Adoption can be a complicated and emotional process for both birth parents and adoptive parents. No adoption will take place exactly as you planned, and what you want for yourself and your child may change along the way. The steps below represent one picture of what birth parents experience when they choose open adoption.
Adoption is just one of the choices available to pregnant women. We encourage you to think about all of your options and to discuss them with us, a counselor, or your friends and family. Don't worry if you haven't made up your mind yet; we will work with you even if you are still considering your options.
We will continue to help you even if you decide to keep your child, as long as you haven't given your irrevocable consent, which usually happens within a few days of the birth.
If you decide that adoption is the right option for you and your child, the next step is to choose an adoptive family. We will show you profiles of families we think will be a good match for you. You may also see an advertisement for an adoptive family or know of someone in your community looking to adopt.
When you are interested in a potential adoptive family, we will arrange for you to spend time with them so you can see if you would like them to adopt your child. This is a chance for the adoptive family to make sure they feel comfortable with you too. You can continue meeting potential families until you find one that feels right.
When you have chosen an adoptive family, we will prepare a detailed Open Adoption Agreement for all of you to sign. This agreement will state how much financial support the adoptive parents will give you, which may include living, medical, counseling, and legal expenses. The agreement will also outline what everyone expects about how open your adoption will be, including how often and in what ways you will communicate with the child after the birth.
It is not uncommon for these agreements to change over time. You and the adoptive parents might sign them at this time, closer to the birth, or right after the birth when you sign the consent documents.
We will talk to you and the adoptive parents about how involved you want them to be during the pregnancy. We may arrange additional social meetings to allow you to get to know each other better. We will also work with you and the adoptive parents to establish a plan for the birth and the time you spend at the hospital following the birth.
Before your child is born, we will go over the consent documents with you to make sure that you understand that you will be giving up your parental rights to the child once you sign. If the adoption is being finalized in Washington, you may choose to sign the consent documents at this time. If the adoption is being finalized in Oregon, or if you are not ready to sign, you will wait until after the birth.
As you wait for the birth of your child, the adoptive parents will provide you with the financial and social support you agreed upon.
When the child is born, you and the adoptive parents will follow the directions of the birth plan. The plan usually allows the adoptive parents to spend time with the baby at the hospital.

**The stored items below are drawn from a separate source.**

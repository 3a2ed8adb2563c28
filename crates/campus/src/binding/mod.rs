//! Form-field bindings over structured values
//!
//! A list-valued form field holds entities (grades, streams, subjects) as
//! [`Value`](crate::Value)s. The bindings here decide whether an entity is
//! "selected" by deep equality, so an entity that was fetched again or
//! rebuilt from scratch still matches the copy already in the form.

mod form;
mod membership;
mod select;

pub use form::{FormState, FormStore, SetFieldOptions};
pub use membership::{is_checked, toggle, MembershipBinding};
pub use select::{ObjectSelect, SelectOption};
//! Multi-select over a fixed set of structured options

use super::form::{FormState, SetFieldOptions};
use super::membership::MembershipBinding;
use crate::value::Value;

/// A labelled choice in an [`ObjectSelect`].
#[derive(Debug, Clone, PartialEq)]
pub struct SelectOption {
    /// Text shown to the user
    pub label: String,

    /// The entity stored in the field when chosen
    pub value: Value,
}

impl SelectOption {
    /// Create an option
    pub fn new(label: impl Into<String>, value: Value) -> Self {
        Self {
            label: label.into(),
            value,
        }
    }
}

/// Binds a list field to a multi-select over structured options.
///
/// Which options show as selected is decided by deep equality against the
/// field's list, so options built from a fresh fetch still match.
#[derive(Debug, Clone, PartialEq)]
pub struct ObjectSelect {
    field: String,
    options: Vec<SelectOption>,
}

impl ObjectSelect {
    /// Create a select for `field` over `options`.
    pub fn new(field: impl Into<String>, options: Vec<SelectOption>) -> Self {
        Self {
            field: field.into(),
            options,
        }
    }

    /// The bound field's name.
    pub fn field(&self) -> &str {
        &self.field
    }

    /// The available options.
    pub fn options(&self) -> &[SelectOption] {
        &self.options
    }

    /// Indices of options whose value is in the field's list.
    pub fn selected_indices<F: FormState + ?Sized>(&self, form: &F) -> Vec<usize> {
        let current = form.field(&self.field).unwrap_or_default();
        self.options
            .iter()
            .enumerate()
            .filter(|(_, option)| current.contains(&option.value))
            .map(|(i, _)| i)
            .collect()
    }

    /// Labels of the selected options.
    pub fn labels<F: FormState + ?Sized>(&self, form: &F) -> Vec<&str> {
        self.selected_indices(form)
            .into_iter()
            .map(|i| self.options[i].label.as_str())
            .collect()
    }

    /// Replace the field's list with the values of the chosen options.
    ///
    /// Values are stored in the order given; out-of-range indices are
    /// ignored.
    pub fn select<F: FormState + ?Sized>(
        &self,
        form: &mut F,
        indices: impl IntoIterator<Item = usize>,
    ) {
        let next: Vec<Value> = indices
            .into_iter()
            .filter_map(|i| self.options.get(i))
            .map(|option| option.value.clone())
            .collect();
        tracing::debug!(field = %self.field, selected = next.len(), "options selected");
        form.set_field(&self.field, next, SetFieldOptions::user_edit());
    }

    /// Check or uncheck a single option, leaving the rest of the list alone.
    ///
    /// Out-of-range indices are ignored.
    pub fn toggle_option<F: FormState + ?Sized>(&self, form: &mut F, index: usize, checked: bool) {
        if let Some(option) = self.options.get(index) {
            MembershipBinding::new(self.field.clone(), option.value.clone()).toggle(form, checked);
        }
    }
}

#[cfg(test)]
mod tests {
    use super::*;
    use crate::binding::FormStore;

    fn subjects() -> ObjectSelect {
        ObjectSelect::new(
            "subjects",
            vec![
                SelectOption::new("Maths", Value::map([("code", Value::from("MAT"))])),
                SelectOption::new("Physics", Value::map([("code", Value::from("PHY"))])),
                SelectOption::new("History", Value::map([("code", Value::from("HIS"))])),
            ],
        )
    }

    #[test]
    fn test_select_ignores_out_of_range() {
        let select = subjects();
        let mut form = FormStore::new();
        select.select(&mut form, [2, 9, 0]);

        assert_eq!(select.selected_indices(&form), vec![0, 2]);
        assert_eq!(form.field("subjects").map(<[Value]>::len), Some(2));
        assert!(form.is_dirty("subjects"));
    }

    #[test]
    fn test_labels_follow_option_order() {
        let select = subjects();
        let mut form = FormStore::new();
        select.select(&mut form, [1, 0]);
        assert_eq!(select.labels(&form), vec!["Maths", "Physics"]);
    }

    #[test]
    fn test_toggle_option() {
        let select = subjects();
        let mut form = FormStore::new();
        select.toggle_option(&mut form, 1, true);
        select.toggle_option(&mut form, 5, true);
        assert_eq!(select.selected_indices(&form), vec![1]);

        select.toggle_option(&mut form, 1, false);
        assert!(select.selected_indices(&form).is_empty());
    }
}
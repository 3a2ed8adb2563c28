//! Walking a schema to find scalar fields and relations

use indexmap::IndexMap;

use crate::config::QueryConfig;
use crate::schema::{Schema, SchemaFields};

/// Fields and relations found in a schema, before case conversion.
#[derive(Debug, Clone, Default, PartialEq, Eq)]
pub struct DerivedFields {
    /// Scalar fields of the root object
    pub fields: Vec<String>,

    /// Relation paths to expand, dotted when nested (`school.district`)
    pub expand: Vec<String>,

    /// Scalar fields of each relation, keyed by the relation's path
    pub nested_fields: IndexMap<String, Vec<String>>,
}

impl DerivedFields {
    /// Whether nothing was derived.
    pub fn is_empty(&self) -> bool {
        self.fields.is_empty() && self.expand.is_empty() && self.nested_fields.is_empty()
    }
}

/// Derive fields and expansions from a schema with the default config.
///
/// Root-level scalars go to `fields`. Every object or array-of-object field
/// is a relation: its path is added to `expand` and its own scalars are
/// recorded under `nested_fields[path]`, then its relations are visited
/// depth-first. A schema whose root is not an object derives nothing.
pub fn derive_from_schema(schema: &Schema) -> DerivedFields {
    derive_with_config(schema, &QueryConfig::default())
}

/// Derive fields and expansions, stopping at `config.max_depth` levels of
/// relation nesting.
pub fn derive_with_config(schema: &Schema, config: &QueryConfig) -> DerivedFields {
    let mut derived = DerivedFields::default();

    let Some(root) = schema.fields() else {
        tracing::trace!("schema root is scalar, nothing to derive");
        return derived;
    };

    for (name, field) in root {
        if field.is_scalar() {
            derived.fields.push(name.clone());
        } else if let Some(fields) = field.fields() {
            visit_relation(name, fields, 1, config, &mut derived);
        }
    }

    tracing::trace!(
        fields = derived.fields.len(),
        relations = derived.expand.len(),
        "derived sparse fieldset"
    );
    derived
}

fn visit_relation(
    path: &str,
    fields: &SchemaFields,
    depth: usize,
    config: &QueryConfig,
    derived: &mut DerivedFields,
) {
    if depth > config.max_depth {
        tracing::warn!(
            relation = path,
            max_depth = config.max_depth,
            "relation nesting too deep, not expanding"
        );
        return;
    }

    derived.expand.push(path.to_string());

    let leaves = fields
        .iter()
        .filter(|(_, field)| field.is_scalar())
        .map(|(name, _)| name.clone())
        .collect();
    derived.nested_fields.insert(path.to_string(), leaves);

    for (name, field) in fields {
        if let Some(child) = field.fields() {
            visit_relation(&format!("{path}.{name}"), child, depth + 1, config, derived);
        }
    }
}
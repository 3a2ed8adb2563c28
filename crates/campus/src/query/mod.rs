//! Sparse-fieldset query derivation
//!
//! Turns a [`Schema`](crate::Schema) (or explicit [`QueryOptions`]) into the
//! flat query parameters the backend understands:
//!
//! ```
//! use campus::{build_query_params, Schema};
//!
//! let schema = Schema::object([
//!     ("firstName", Schema::scalar()),
//!     ("homeAddress", Schema::object([("postCode", Schema::scalar())])),
//! ]);
//!
//! let params = build_query_params(&schema, None);
//! assert_eq!(params.get("fields"), Some("first_name,home_address.post_code"));
//! assert_eq!(params.get("expand"), Some("home_address"));
//! ```

mod case;
mod derive;
mod params;

pub use case::to_snake_path;
pub use derive::{derive_from_schema, derive_with_config, DerivedFields};
pub use params::{build_query_params, build_query_params_with_config, QueryOptions, QueryParams};
//! Query derivation configuration

use serde::Deserialize;

use crate::error::{CampusError, Result};

/// Settings for turning derived fields into query parameters.
///
/// The defaults match the sparse-fieldset convention of the backend:
/// `?fields=a,b.c&expand=b` with snake_case identifiers.
#[derive(Debug, Clone, PartialEq, Eq, Deserialize)]
#[serde(default)]
pub struct QueryConfig {
    /// Parameter name carrying the sparse fieldset
    pub fields_key: String,

    /// Parameter name carrying the relation expansions
    pub expand_key: String,

    /// Joiner for list-valued parameters
    pub separator: String,

    /// Convert camelCase paths to snake_case
    pub convert_case: bool,

    /// Deepest relation nesting the schema walk will descend into
    pub max_depth: usize,
}

impl Default for QueryConfig {
    fn default() -> Self {
        Self {
            fields_key: "fields".to_string(),
            expand_key: "expand".to_string(),
            separator: ",".to_string(),
            convert_case: true,
            max_depth: 32,
        }
    }
}

impl QueryConfig {
    /// Create a config with default settings.
    pub fn new() -> Self {
        Self::default()
    }

    /// Create a config with a custom nesting limit.
    pub fn with_max_depth(max_depth: usize) -> Self {
        Self {
            max_depth,
            ..Default::default()
        }
    }

    /// Keep identifiers exactly as given.
    pub fn without_case_conversion(mut self) -> Self {
        self.convert_case = false;
        self
    }

    /// Load a config from JSON. Missing keys keep their defaults.
    ///
    /// # Errors
    ///
    /// Returns [`CampusError::Config`] if the document is not valid JSON,
    /// has mistyped keys, or names an empty parameter key.
    pub fn from_json_str(json: &str) -> Result<Self> {
        let config: QueryConfig =
            serde_json::from_str(json).map_err(|e| CampusError::Config(e.to_string()))?;
        config.validate()?;
        Ok(config)
    }

    /// Check that the parameter keys are usable.
    pub fn validate(&self) -> Result<()> {
        if self.fields_key.is_empty() || self.expand_key.is_empty() {
            return Err(CampusError::Config(
                "`fields_key` and `expand_key` must not be empty".to_string(),
            ));
        }
        if self.fields_key == self.expand_key {
            return Err(CampusError::Config(format!(
                "`fields_key` and `expand_key` are both `{}`",
                self.fields_key
            )));
        }
        Ok(())
    }
}
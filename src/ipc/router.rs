use super::handlers;
use super::types::{AppState, Request};
use crate::ipc::error::err;

pub fn handle_request(state: &mut AppState, req: Request) -> serde_json::Value {
    if let Some(resp) = handlers::core::try_handle(state, &req) {
        return resp;
    }
    if let Some(resp) = handlers::setup::try_handle(state, &req) {
        return resp;
    }
    if let Some(resp) = handlers::uploads::try_handle(state, &req) {
        return resp;
    }
    if let Some(resp) = handlers::history::try_handle(state, &req) {
        return resp;
    }
    if let Some(resp) = handlers::rollback::try_handle(state, &req) {
        return resp;
    }
    if let Some(resp) = handlers::rules::try_handle(state, &req) {
        return resp;
    }
    if let Some(resp) = handlers::students::try_handle(state, &req) {
        return resp;
    }

    err(
        &req.id,
        "not_implemented",
        format!("unknown method: {}", req.method),
        None,
    )
}
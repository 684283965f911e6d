use anyhow::anyhow;
use chrono::{DateTime, SecondsFormat, Utc};
use rusqlite::{Connection, OptionalExtension, ToSql};
use serde_json::{json, Value};

pub const DEFAULT_PAGE_SIZE: i64 = 10;
pub const MAX_PAGE_SIZE: i64 = 200;

/// Filters for the upload-history listing. Time bounds are RFC 3339;
/// they are validated and normalized to UTC before being compared.
#[derive(Debug, Default, Clone)]
pub struct ManifestFilter {
    pub status: Option<String>,
    pub uploaded_by: Option<String>,
    pub from: Option<String>,
    pub to: Option<String>,
}

#[derive(Debug, Clone, Copy)]
pub struct Page {
    pub page: i64,
    pub page_size: i64,
}

impl Default for Page {
    fn default() -> Self {
        Page {
            page: 1,
            page_size: DEFAULT_PAGE_SIZE,
        }
    }
}

impl Page {
    pub fn clamped(self) -> Page {
        Page {
            page: self.page.max(1),
            page_size: self.page_size.clamp(1, MAX_PAGE_SIZE),
        }
    }
}

fn normalize_time_bound(raw: &str) -> anyhow::Result<String> {
    let parsed: DateTime<Utc> = raw
        .parse()
        .map_err(|_| anyhow!("invalid RFC 3339 timestamp: {raw}"))?;
    Ok(parsed.to_rfc3339_opts(SecondsFormat::Secs, true))
}

fn manifest_json(row: &rusqlite::Row<'_>) -> rusqlite::Result<Value> {
    Ok(json!({
        "id": row.get::<_, String>(0)?,
        "fileName": row.get::<_, String>(1)?,
        "fileSizeBytes": row.get::<_, i64>(2)?,
        "sha256": row.get::<_, String>(3)?,
        "uploadedBy": row.get::<_, String>(4)?,
        "uploadedAt": row.get::<_, String>(5)?,
        "totalRows": row.get::<_, i64>(6)?,
        "successfulRows": row.get::<_, i64>(7)?,
        "failedRows": row.get::<_, i64>(8)?,
        "status": row.get::<_, String>(9)?,
        "rolledBack": row.get::<_, i64>(10)? != 0,
        "rolledBackAt": row.get::<_, Option<String>>(11)?,
        "sourcePath": row.get::<_, Option<String>>(12)?,
    }))
}

const MANIFEST_COLUMNS: &str = "id, file_name, file_size_bytes, sha256, uploaded_by, uploaded_at,
     total_rows, successful_rows, failed_rows, status, rolled_back, rolled_back_at, source_path";

pub fn get_manifest(conn: &Connection, id: &str) -> anyhow::Result<Option<Value>> {
    let sql = format!("SELECT {MANIFEST_COLUMNS} FROM upload_manifests WHERE id = ?");
    Ok(conn.query_row(&sql, [id], |r| manifest_json(r)).optional()?)
}

/// Newest-first listing with status/uploader/time-range filters and
/// pagination. Returns the page plus the unpaginated total.
pub fn list_manifests(
    conn: &Connection,
    filter: &ManifestFilter,
    page: Page,
) -> anyhow::Result<(Vec<Value>, i64)> {
    let page = page.clamped();
    let mut clauses: Vec<&'static str> = Vec::new();
    let mut args: Vec<Box<dyn ToSql>> = Vec::new();

    if let Some(status) = &filter.status {
        clauses.push("status = ?");
        args.push(Box::new(status.clone()));
    }
    if let Some(uploader) = &filter.uploaded_by {
        clauses.push("uploaded_by = ?");
        args.push(Box::new(uploader.clone()));
    }
    if let Some(from) = &filter.from {
        clauses.push("uploaded_at >= ?");
        args.push(Box::new(normalize_time_bound(from)?));
    }
    if let Some(to) = &filter.to {
        clauses.push("uploaded_at <= ?");
        args.push(Box::new(normalize_time_bound(to)?));
    }

    let where_clause = if clauses.is_empty() {
        String::new()
    } else {
        format!("WHERE {}", clauses.join(" AND "))
    };

    let count_sql = format!("SELECT COUNT(*) FROM upload_manifests {where_clause}");
    let total: i64 = conn.query_row(
        &count_sql,
        rusqlite::params_from_iter(args.iter().map(|a| a.as_ref())),
        |r| r.get(0),
    )?;

    let list_sql = format!(
        "SELECT {MANIFEST_COLUMNS} FROM upload_manifests {where_clause}
         ORDER BY uploaded_at DESC, id DESC LIMIT ? OFFSET ?"
    );
    args.push(Box::new(page.page_size));
    args.push(Box::new((page.page - 1) * page.page_size));
    let mut stmt = conn.prepare(&list_sql)?;
    let items = stmt
        .query_map(
            rusqlite::params_from_iter(args.iter().map(|a| a.as_ref())),
            |r| manifest_json(r),
        )?
        .collect::<Result<Vec<_>, _>>()?;
    Ok((items, total))
}

/// Per-row outcomes of one upload, in source order, for the review UI.
pub fn list_rows(
    conn: &Connection,
    manifest_id: &str,
    page: Page,
) -> anyhow::Result<(Vec<Value>, i64)> {
    let page = page.clamped();
    let total: i64 = conn.query_row(
        "SELECT COUNT(*) FROM upload_rows WHERE manifest_id = ?",
        [manifest_id],
        |r| r.get(0),
    )?;
    let mut stmt = conn.prepare(
        "SELECT source_row, status, admitted, triggered_rules, error, record_json
         FROM upload_rows WHERE manifest_id = ?
         ORDER BY source_row LIMIT ? OFFSET ?",
    )?;
    let items = stmt
        .query_map(
            (manifest_id, page.page_size, (page.page - 1) * page.page_size),
            |r| {
                let triggered: String = r.get(3)?;
                let record: String = r.get(5)?;
                Ok(json!({
                    "sourceRow": r.get::<_, i64>(0)?,
                    "status": r.get::<_, String>(1)?,
                    "admitted": r.get::<_, i64>(2)? != 0,
                    "triggeredRules": serde_json::from_str::<Value>(&triggered).unwrap_or_else(|_| json!([])),
                    "error": r.get::<_, Option<String>>(4)?,
                    "record": serde_json::from_str::<Value>(&record).unwrap_or(Value::Null),
                }))
            },
        )?
        .collect::<Result<Vec<_>, _>>()?;
    Ok((items, total))
}

pub fn mark_rolled_back(conn: &Connection, id: &str, at: &str) -> anyhow::Result<()> {
    let changed = conn.execute(
        "UPDATE upload_manifests SET rolled_back = 1, rolled_back_at = ? WHERE id = ?",
        (at, id),
    )?;
    if changed != 1 {
        return Err(anyhow!("manifest {id} not found"));
    }
    Ok(())
}

pub fn set_source_path(conn: &Connection, id: &str, path: &str) -> anyhow::Result<()> {
    conn.execute(
        "UPDATE upload_manifests SET source_path = ? WHERE id = ?",
        (path, id),
    )?;
    Ok(())
}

How much time you spend with the child at the hospital is up to you. Some birth mothers prefer to spend some time with the baby, while others prefer not to have much contact.
Birth mothers usually make the final decision to place their child for adoption at the hospital after the birth. If you have changed your mind or need more time to think before you sign the consent documents, you have every right to do so. We will guide you through your options.
Once you are ready to make the decision to place your child for adoption, you will sign the documents that make your consent to the adoption final and irrevocable. After you sign, your parental rights to the child no longer exist.
You will also sign the Open Adoption Agreement and any other documents you and the adoptive parents did not sign during the pregnancy.
You can return home whenever you are medically cleared to leave the hospital. Remember that if you want to talk to a counselor about the adoption before or after the birth, in most cases the adoptive parents will pay for it.
After the birth and for the rest of the child's life, you will get to watch her grow and thrive with her adoptive parents. Depending on the plan you and the adoptive parents agreed upon, you may send and receive letters and photos, make phone calls, and spend time with and get to know the child.